There's a hunger for knowledge in fast-evolving countries like Brazil, Russia, India, China and South Africa (collectively, BRICS), too. As was proven in a Manhattan Research report from May, which showed higher-than-usual use of social networking among docs in those countries, "where physicians are still hungry for clinical information and peer knowledge," according to Monique Levy, VP of research at Manhattan Research.
Philips has done similar projects in other countries, too, like one announced in March, in which it donated ultrasound equipment, training and research funding to Uganda through the Imaging the World (ITW) organization.
"In the end, every country, whether it's government or it's private, deals with the same dilemmas," says de Jongste. And when Philips looks at areas around the world, "we see a lot of solutions which are developed, and have been developed, in mature countries – or are being developed in developing countries like China and India – which are sort of inspiration on bringing across to a country like Russia."
Developing countries are happy for the help. "They realize that international companies have this vast experience," says de Jongste, "and are very eager to learn and work with international companies."
Ravi Amble is CEO of San Jose-based TeleVital, which has installed telemedicine technology from Elko, Nev. to upstate New York. And while he says "our best work is right here at home," he has also seen to it that his firm helps out with projects around the world.
These include a mobile surgical unit in Ecuador, where a TeleVital uplink helped "save the life of a patient undergoing a gallbladder operation," and in India, where, by "transmitting the vital signs of victims to specific super-specialty hospitals on the mainland," its technology "saved the lives of thousands" after the 2004 tsunami.
Indeed, TeleVital has its remote healthcare monitoring installation in every state in India today, says Amble: "550 installations, and growing," connecting large hospitals to more than 500 rural clinics.
By "virtue of our success in India," he says, TeleVital was awarded work on a pan-African e-health project, "where we are solely responsible for setting up a telemedicine network amongst the 53 countries in Africa."
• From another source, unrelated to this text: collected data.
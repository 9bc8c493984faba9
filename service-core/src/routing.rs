//! Named route registry.
//!
//! Services declare their HTTP surface as a list of `(path, handler, name)`
//! entries, collect them into a [`RouteTable`] once at startup and then turn
//! the table into an axum [`Router`]. Names are unique within a table, so any
//! registered path can be recovered from its name with [`RouteTable::reverse`]
//! or, after the table has been consumed, with a [`UrlResolver`].

use crate::error::AppError;
use axum::{
    Router,
    http::{StatusCode, Uri, header},
    response::{IntoResponse, Response},
    routing::MethodRouter,
};
use std::collections::HashMap;
use std::fmt;
use std::sync::Arc;
use thiserror::Error;

#[derive(Debug, Error, PartialEq, Eq)]
pub enum RouteError {
    #[error("route name '{0}' is already registered")]
    DuplicateName(String),

    #[error("path '{0}' is already bound to route '{1}'")]
    DuplicatePath(String, String),

    #[error("invalid route path '{0}': {1}")]
    InvalidPath(String, &'static str),

    #[error("route for path '{0}' has an empty name")]
    InvalidName(String),

    #[error("no route named '{0}'")]
    NoReverseMatch(String),
}

impl From<RouteError> for AppError {
    fn from(err: RouteError) -> Self {
        match err {
            RouteError::NoReverseMatch(_) => AppError::InternalError(anyhow::Error::new(err)),
            _ => AppError::ConfigError(anyhow::Error::new(err)),
        }
    }
}

/// A single entry of a route table.
pub struct Route<S> {
    path: String,
    name: String,
    handler: MethodRouter<S>,
}

impl<S> Route<S> {
    pub fn path(&self) -> &str {
        &self.path
    }

    pub fn name(&self) -> &str {
        &self.name
    }
}

impl<S> fmt::Debug for Route<S> {
    fn fmt(&self, f: &mut fmt::Formatter<'_>) -> fmt::Result {
        f.debug_struct("Route")
            .field("path", &self.path)
            .field("name", &self.name)
            .finish_non_exhaustive()
    }
}

/// Declare a route.
///
/// `pattern` is a literal path; a missing leading `/` is added, so
/// `"api/v1/apply/"` and `"/api/v1/apply/"` declare the same route.
pub fn path<S>(pattern: &str, handler: MethodRouter<S>, name: &str) -> Route<S> {
    Route {
        path: normalize_path(pattern),
        name: name.trim().to_string(),
        handler,
    }
}

fn normalize_path(pattern: &str) -> String {
    let pattern = pattern.trim();
    if pattern.starts_with('/') {
        pattern.to_string()
    } else {
        format!("/{}", pattern)
    }
}

fn validate_path(path: &str) -> Result<(), RouteError> {
    if path.contains(['{', '}', ':', '*']) {
        return Err(RouteError::InvalidPath(
            path.to_string(),
            "only literal paths are supported",
        ));
    }
    if path.contains(['?', '#']) {
        return Err(RouteError::InvalidPath(
            path.to_string(),
            "query and fragment are not part of a route",
        ));
    }
    if path.contains(char::is_whitespace) {
        return Err(RouteError::InvalidPath(
            path.to_string(),
            "whitespace is not allowed",
        ));
    }
    Ok(())
}

/// Ordered, name-indexed collection of routes.
pub struct RouteTable<S> {
    routes: Vec<Route<S>>,
}

impl<S> Default for RouteTable<S> {
    fn default() -> Self {
        Self { routes: Vec::new() }
    }
}

impl<S> fmt::Debug for RouteTable<S> {
    fn fmt(&self, f: &mut fmt::Formatter<'_>) -> fmt::Result {
        f.debug_list().entries(self.routes.iter()).finish()
    }
}

impl<S> RouteTable<S>
where
    S: Clone + Send + Sync + 'static,
{
    pub fn new() -> Self {
        Self::default()
    }

    /// Build a table from declared patterns, failing on the first bad entry.
    pub fn from_patterns<I>(patterns: I) -> Result<Self, RouteError>
    where
        I: IntoIterator<Item = Route<S>>,
    {
        let mut table = Self::new();
        for route in patterns {
            table.register(route)?;
        }
        Ok(table)
    }

    pub fn register(&mut self, route: Route<S>) -> Result<(), RouteError> {
        validate_path(&route.path)?;

        if route.name.is_empty() {
            return Err(RouteError::InvalidName(route.path));
        }

        if self.routes.iter().any(|r| r.name == route.name) {
            return Err(RouteError::DuplicateName(route.name));
        }

        if let Some(existing) = self.routes.iter().find(|r| r.path == route.path) {
            return Err(RouteError::DuplicatePath(route.path, existing.name.clone()));
        }

        tracing::debug!(path = %route.path, name = %route.name, "Registered route");
        self.routes.push(route);
        Ok(())
    }

    /// Find the route bound to exactly `path`.
    pub fn resolve(&self, path: &str) -> Option<&Route<S>> {
        self.routes.iter().find(|r| r.path == path)
    }

    pub fn reverse(&self, name: &str) -> Result<&str, RouteError> {
        self.routes
            .iter()
            .find(|r| r.name == name)
            .map(|r| r.path.as_str())
            .ok_or_else(|| RouteError::NoReverseMatch(name.to_string()))
    }

    pub fn len(&self) -> usize {
        self.routes.len()
    }

    pub fn is_empty(&self) -> bool {
        self.routes.is_empty()
    }

    pub fn iter(&self) -> impl Iterator<Item = &Route<S>> {
        self.routes.iter()
    }

    /// Snapshot of the name/path mapping that outlives the table.
    pub fn resolver(&self) -> UrlResolver {
        let mut by_name = HashMap::with_capacity(self.routes.len());
        let mut by_path = HashMap::with_capacity(self.routes.len());
        for route in &self.routes {
            by_name.insert(route.name.clone(), route.path.clone());
            by_path.insert(route.path.clone(), route.name.clone());
        }
        UrlResolver {
            inner: Arc::new(ResolverMaps { by_name, by_path }),
        }
    }

    /// Consume the table into a router.
    ///
    /// Unmatched requests fall through to a handler that redirects when only
    /// the trailing slash of a registered path is missing and answers a JSON
    /// 404 otherwise.
    pub fn into_router(self) -> Router<S> {
        let resolver = self.resolver();

        let mut router = Router::new();
        for route in self.routes {
            router = router.route(&route.path, route.handler);
        }

        router.fallback(move |uri: Uri| {
            let resolver = resolver.clone();
            async move { unmatched(&resolver, &uri) }
        })
    }
}

fn unmatched(resolver: &UrlResolver, uri: &Uri) -> Response {
    let path = uri.path();

    if !path.ends_with('/') {
        let with_slash = format!("{}/", path);
        if resolver.resolve(&with_slash).is_some() {
            let location = match uri.query() {
                Some(query) => format!("{}?{}", with_slash, query),
                None => with_slash,
            };
            tracing::debug!(from = %path, to = %location, "Appending trailing slash");
            return (
                StatusCode::PERMANENT_REDIRECT,
                [(header::LOCATION, location)],
            )
                .into_response();
        }
    }

    AppError::NotFound(anyhow::anyhow!("No route matches '{}'", path)).into_response()
}

#[derive(Debug)]
struct ResolverMaps {
    by_name: HashMap<String, String>,
    by_path: HashMap<String, String>,
}

/// Read-only name/path lookups, cheap to clone into handler state.
#[derive(Debug, Clone)]
pub struct UrlResolver {
    inner: Arc<ResolverMaps>,
}

impl UrlResolver {
    pub fn reverse(&self, name: &str) -> Result<&str, RouteError> {
        self.inner
            .by_name
            .get(name)
            .map(String::as_str)
            .ok_or_else(|| RouteError::NoReverseMatch(name.to_string()))
    }

    /// Name of the route bound to exactly `path`.
    pub fn resolve(&self, path: &str) -> Option<&str> {
        self.inner.by_path.get(path).map(String::as_str)
    }
}

#[cfg(test)]
mod tests {
    use super::*;
    use axum::body::Body;
    use axum::http::Request;
    use axum::routing::get;
    use tower::ServiceExt;

    fn table() -> RouteTable<()> {
        RouteTable::from_patterns([
            path("items/", get(|| async { "items" }), "items"),
            path("/about/", get(|| async { "about" }), "about"),
        ])
        .expect("valid table")
    }

    #[test]
    fn test_path_normalizes_leading_slash() {
        let route: Route<()> = path("api/v1/apply/", get(|| async {}), "apply");
        assert_eq!(route.path(), "/api/v1/apply/");
        assert_eq!(route.name(), "apply");
    }

    #[test]
    fn test_resolve_and_reverse() {
        let table = table();
        assert_eq!(table.len(), 2);
        assert_eq!(table.resolve("/items/").map(|r| r.name()), Some("items"));
        assert!(table.resolve("/items").is_none());
        assert!(table.resolve("/missing/").is_none());
        assert_eq!(table.reverse("about"), Ok("/about/"));
        assert_eq!(
            table.reverse("nope"),
            Err(RouteError::NoReverseMatch("nope".to_string()))
        );
    }

    #[test]
    fn test_duplicate_name_rejected() {
        let mut table = table();
        let err = table
            .register(path("other/", get(|| async {}), "items"))
            .unwrap_err();
        assert_eq!(err, RouteError::DuplicateName("items".to_string()));
        assert_eq!(table.len(), 2);
    }

    #[test]
    fn test_duplicate_path_rejected() {
        let mut table = table();
        let err = table
            .register(path("/items/", get(|| async {}), "items-again"))
            .unwrap_err();
        assert_eq!(
            err,
            RouteError::DuplicatePath("/items/".to_string(), "items".to_string())
        );
    }

    #[test]
    fn test_invalid_entries_rejected() {
        let mut table = RouteTable::<()>::new();
        assert!(matches!(
            table.register(path("items/{id}/", get(|| async {}), "item")),
            Err(RouteError::InvalidPath(..))
        ));
        assert!(matches!(
            table.register(path("items/?x=1", get(|| async {}), "item")),
            Err(RouteError::InvalidPath(..))
        ));
        assert_eq!(
            table.register(path("items/", get(|| async {}), "  ")),
            Err(RouteError::InvalidName("/items/".to_string()))
        );
        assert!(table.is_empty());
    }

    #[test]
    fn test_resolver_outlives_table() {
        let resolver = table().resolver();
        assert_eq!(resolver.reverse("items"), Ok("/items/"));
        assert_eq!(resolver.resolve("/about/"), Some("about"));
        assert_eq!(resolver.resolve("/about"), None);
    }

    #[tokio::test]
    async fn test_router_dispatches_registered_path() {
        let response = table()
            .into_router()
            .oneshot(Request::get("/items/").body(Body::empty()).unwrap())
            .await
            .unwrap();
        assert_eq!(response.status(), StatusCode::OK);
    }

    #[tokio::test]
    async fn test_router_redirects_missing_trailing_slash() {
        let response = table()
            .into_router()
            .oneshot(Request::get("/items?page=2").body(Body::empty()).unwrap())
            .await
            .unwrap();
        assert_eq!(response.status(), StatusCode::PERMANENT_REDIRECT);
        assert_eq!(
            response.headers().get(header::LOCATION).unwrap(),
            "/items/?page=2"
        );
    }

    #[tokio::test]
    async fn test_router_unknown_path_is_not_found() {
        let response = table()
            .into_router()
            .oneshot(Request::get("/nothing").body(Body::empty()).unwrap())
            .await
            .unwrap();
        assert_eq!(response.status(), StatusCode::NOT_FOUND);
    }
}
Indeed, telehealth "has not only shown an increase in its demand in the U.S., Europe and Japan, but also in emerging and lucrative markets, such as India, China and other South Asian countries," said Frost & Sullivan analyst Arjunvasan Ambigapathy. "The development of new technologies and availability of sufficient funding from government agencies and venture capital firms has stoked growth," he added.
That's one reason Qualcomm, alongside Lexington, Mass.-based Click Diagnostics, saw it as worthwhile to partner with the Egyptian telecom firm Mobinil, in April, helping launch a teledermatology pilot to help enable dermatologists use the latter's 3G mobile network to diagnose skin conditions remotely.
From imaging in Russia to telehealth in India and China to Rio de Janeiro, Brazil, where GE Global Research recently announced it would be opening a new site in 2012, health IT companies are increasingly finding their way to the world's fastest developing countries.
That's good for the citizens of those countries, and, ultimately, for the entire world. As Patricia Abbott, associate professor at the Johns Hopkins Center for Global Health, told an audience at HIMSS11 earlier this year, IT has vast potential to help improve global health – indeed, its promise might be for naught if it's only ever "thought of in purely western terms.”